To rewind: The coronavirus is a pneumonia-like disease believed to have originated in the central Chinese city of Wuhan. The outbreak is spreading rapidly across that nation, and cases are cropping up with increasing frequency overseas. China said on Tuesday that 106 people had died from the virus, up nearly 60 percent overnight, while the number of confirmed cases rose overnight from 2,835 to 4,515. Thailand has reported 14 cases of the infection; Hong Kong has eight; the United States, Taiwan, Australia and Macau have five each, and cases have been reported in Singapore, South Korea, Malaysia, Japan, France, Canada, Vietnam, Nepal, Cambodia and Germany. There have been no deaths yet outside China.
In response, the federal government has urged travelers to avoid any nonessential travel to China and started screening travelers arriving from Wuhan at 20 domestic ports of entry. The U.S. also chartered a plane Tuesday to evacuate diplomats from its consulate in Wuhan, an important manufacturing hub with a population of 11 million.
President Trump has himself remained relatively quiet. “We are in very close communication with China concerning the virus,” he tweeted Monday. “Very few cases reported in USA, but strongly on watch. We have offered China and President Xi any help that is necessary. Our experts are extraordinary!”
Earlier, Trump tweeted that “it will all work out well.”
Trump’s potential Democratic rivals, however, are not so sure. Last week, Massachusetts Sen.
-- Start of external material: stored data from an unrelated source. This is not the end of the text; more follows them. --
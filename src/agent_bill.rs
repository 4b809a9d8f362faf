// Copyright (c) 2025 Soumyadip Sarkar.
// All rights reserved.
//
// This source code is licensed under the license found in the
// LICENSE file in the root directory of this source tree.

//! Derived agent commission rows.
//!
//! Each bill has at most one `agent_bill` row. [`sync_agent_bill`] recomputes
//! it from the bill, its group and its agent, and must run on the same
//! connection (transaction) as the bill write that triggers it.

use chrono::NaiveDate;
use rusqlite::types::Type;
use rusqlite::{Connection, OptionalExtension, params};
use rust_decimal::Decimal;
use serde::Serialize;
use tracing::{debug, warn};

use crate::db::decimal_at;
use crate::error::{BillingError, Result};
use crate::models::{AgentBill, Source};
use crate::rates::{Rate, resolve_agent_rate};

struct BillSnapshot {
    bill_date: NaiveDate,
    group_id: i64,
    bank_id: Option<i64>,
    client_id: i64,
    agent_id: i64,
    amount: Decimal,
    group_type: String,
    generic_rate: Option<Rate>,
    agent_rates: Option<Rate>,
}

fn load_snapshot(conn: &Connection, bill_id: i64) -> Result<Option<BillSnapshot>> {
    let snap = conn
        .query_row(
            "SELECT b.bill_date, b.group_id, b.bank_id, b.client_id, b.agent_id, b.amount,
                    g.type, u.rate, u.agent_rates
             FROM bill b
             JOIN groups g ON g.id = b.group_id
             LEFT JOIN users u ON u.id = b.agent_id
             WHERE b.id = ?1",
            params![bill_id],
            |r| {
                let rate: Option<String> = r.get(7)?;
                let agent_rates: Option<String> = r.get(8)?;
                Ok(BillSnapshot {
                    bill_date: r.get(0)?,
                    group_id: r.get(1)?,
                    bank_id: r.get(2)?,
                    client_id: r.get(3)?,
                    agent_id: r.get(4)?,
                    amount: decimal_at(r, 5)?,
                    group_type: r.get(6)?,
                    generic_rate: Rate::from_db(rate.as_deref()),
                    agent_rates: Rate::from_db(agent_rates.as_deref()),
                })
            },
        )
        .optional()?;
    Ok(snap)
}

/// Re-derive the agent bill for `bill_id`.
///
/// Returns `None` when the bill does not exist or its group is not
/// commissionable (any stale row is removed). Safe to call repeatedly.
pub fn sync_agent_bill(conn: &Connection, bill_id: i64) -> Result<Option<AgentBill>> {
    let Some(snap) = load_snapshot(conn, bill_id)? else {
        debug!(bill_id, "bill not found, nothing to sync");
        return Ok(None);
    };

    let Some(source) = Source::from_group_type(&snap.group_type) else {
        let removed = delete_agent_bill(conn, bill_id)?;
        debug!(bill_id, group_type = %snap.group_type, removed, "group not commissionable");
        return Ok(None);
    };

    let rate = resolve_agent_rate(source, snap.agent_rates.as_ref(), snap.generic_rate.as_ref());
    if rate.is_zero() {
        warn!(bill_id, agent_id = snap.agent_id, %source, "agent rate unresolved, commission is zero");
    }
    let total = snap.amount.checked_mul(rate).ok_or_else(|| {
        BillingError::validation(format!(
            "Commission for bill {} is out of range: {} x {}",
            bill_id, snap.amount, rate
        ))
    })?;
    let agent_bill = AgentBill {
        bill_id,
        bill_date: snap.bill_date,
        group_id: snap.group_id,
        client_id: snap.client_id,
        agent_id: snap.agent_id,
        source,
        bank_id: snap.bank_id,
        amount: snap.amount,
        rate,
        total,
    };
    upsert_agent_bill(conn, &agent_bill)?;
    debug!(bill_id, %rate, total = %agent_bill.total, "agent bill synced");
    Ok(Some(agent_bill))
}

/// Insert or replace the row keyed by `bill_id`.
pub fn upsert_agent_bill(conn: &Connection, ab: &AgentBill) -> Result<()> {
    conn.execute(
        "INSERT INTO agent_bill(bill_id, bill_date, group_id, client_id, agent_id, source, bank_id, amount, rate, total)
         VALUES (?1, ?2, ?3, ?4, ?5, ?6, ?7, ?8, ?9, ?10)
         ON CONFLICT(bill_id) DO UPDATE SET
            bill_date=excluded.bill_date,
            group_id=excluded.group_id,
            client_id=excluded.client_id,
            agent_id=excluded.agent_id,
            source=excluded.source,
            bank_id=excluded.bank_id,
            amount=excluded.amount,
            rate=excluded.rate,
            total=excluded.total",
        params![
            ab.bill_id,
            ab.bill_date.to_string(),
            ab.group_id,
            ab.client_id,
            ab.agent_id,
            ab.source.as_str(),
            ab.bank_id,
            ab.amount.to_string(),
            ab.rate.to_string(),
            ab.total.to_string()
        ],
    )?;
    Ok(())
}

/// Returns whether a row was removed.
pub fn delete_agent_bill(conn: &Connection, bill_id: i64) -> Result<bool> {
    let n = conn.execute("DELETE FROM agent_bill WHERE bill_id=?1", params![bill_id])?;
    Ok(n > 0)
}

pub fn get_agent_bill(conn: &Connection, bill_id: i64) -> Result<Option<AgentBill>> {
    let ab = conn
        .query_row(
            "SELECT bill_id, bill_date, group_id, client_id, agent_id, source, bank_id, amount, rate, total
             FROM agent_bill WHERE bill_id=?1",
            params![bill_id],
            |r| {
                let source: String = r.get(5)?;
                let source = Source::from_group_type(&source).ok_or_else(|| {
                    rusqlite::Error::InvalidColumnType(5, "source".into(), Type::Text)
                })?;
                Ok(AgentBill {
                    bill_id: r.get(0)?,
                    bill_date: r.get(1)?,
                    group_id: r.get(2)?,
                    client_id: r.get(3)?,
                    agent_id: r.get(4)?,
                    source,
                    bank_id: r.get(6)?,
                    amount: decimal_at(r, 7)?,
                    rate: decimal_at(r, 8)?,
                    total: decimal_at(r, 9)?,
                })
            },
        )
        .optional()?;
    Ok(ab)
}

#[derive(Debug, Clone, Default)]
pub struct AgentBillFilter {
    pub agent_id: Option<i64>,
    pub client_id: Option<i64>,
    pub source: Option<Source>,
    pub month: Option<String>,
}

/// Agent bill joined with display names.
#[derive(Debug, Clone, Serialize)]
pub struct AgentBillRow {
    pub bill_id: i64,
    pub bill_date: String,
    pub agent: String,
    pub client: String,
    pub group: String,
    pub bank: String,
    pub source: String,
    pub amount: Decimal,
    pub rate: Decimal,
    pub total: Decimal,
}

pub fn list_agent_bills(conn: &Connection, f: &AgentBillFilter) -> Result<Vec<AgentBillRow>> {
    let mut stmt = conn.prepare(
        "SELECT ab.bill_id, ab.bill_date, a.name, c.name, g.name, bk.bank_name, ab.source,
                ab.amount, ab.rate, ab.total
         FROM agent_bill ab
         LEFT JOIN users a ON a.id = ab.agent_id
         LEFT JOIN users c ON c.id = ab.client_id
         LEFT JOIN groups g ON g.id = ab.group_id
         LEFT JOIN banks bk ON bk.id = ab.bank_id
         WHERE (?1 IS NULL OR ab.agent_id = ?1)
           AND (?2 IS NULL OR ab.client_id = ?2)
           AND (?3 IS NULL OR ab.source = ?3)
           AND (?4 IS NULL OR substr(ab.bill_date, 1, 7) = ?4)
         ORDER BY ab.bill_date DESC, ab.bill_id DESC",
    )?;
    let rows = stmt.query_map(
        params![
            f.agent_id,
            f.client_id,
            f.source.map(|s| s.as_str()),
            f.month
        ],
        |r| {
            Ok(AgentBillRow {
                bill_id: r.get(0)?,
                bill_date: r.get(1)?,
                agent: r.get::<_, Option<String>>(2)?.unwrap_or_default(),
                client: r.get::<_, Option<String>>(3)?.unwrap_or_default(),
                group: r.get::<_, Option<String>>(4)?.unwrap_or_default(),
                bank: r.get::<_, Option<String>>(5)?.unwrap_or_else(|| "-".into()),
                source: r.get(6)?,
                amount: decimal_at(r, 7)?,
                rate: decimal_at(r, 8)?,
                total: decimal_at(r, 9)?,
            })
        },
    )?;
    Ok(rows.collect::<rusqlite::Result<Vec<_>>>()?)
}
Elizabeth Warren criticized Trump for seeking to cut funding meant to combat pandemics, and on Tuesday she released her plan to “ensure our public health agencies, hospitals, and health care providers are ready to jump into action when outbreaks strike” while also helping to “build strong public health systems abroad.”
A day earlier, Biden promised in his op-ed to “ask Congress to beef up the Public Health Emergency Fund and give me the power to use the Stafford Disaster Relief and Emergency Assistance Act to declare a disaster if an infectious disease threat merits it” while also renewing “funding — set to expire in May — for the nationwide network of hospitals that can isolate and treat people with infectious diseases and fully funding the Global Health Security Agenda so the world is ready for the next outbreak.”
Both Democrats criticized what Biden called Trump’s “short-sighted policies” — namely, his proposed cuts to agencies such as the Centers for Disease Control and Prevention, his decision to eliminate the position of a White House health security czar and withdrawal of funding for international epidemic prevention.
These are all valid policy concerns. Yet the part of Warren and Biden’s pushback that has the most potential to influence the 2020 contest isn’t about policy. It’s about leadership.
“The possibility of a pandemic is a challenge Donald Trump is unqualified to handle as president,” Biden wrote.
As evidence, Biden cited Trump’s response to the 2014 Ebola epidemic.
Although largely forgotten today, Trump, who was already contemplating a presidential run, posted 100 tweets about Ebola in the summer and fall of 2014 — roughly one a day. His approach was consistent: to stoke fear about the disease spreading from Africa and attack President Barack Obama for his response.
Trump shouted about shutting down flights, even though public health authorities believe that blocking travel does nothing to stop the spread of disease, and can, in some cases, make things worse: "A single Ebola carrier infects 2 others at a minimum. STOP THE FLIGHTS! NO VISAS FROM EBOLA STRICKEN COUNTRIES!"
He sought to undermine the credibility of medical authorities: “Ebola is much easier to transmit than the CDC and government representatives are admitting. Spreading all over Africa — and fast.”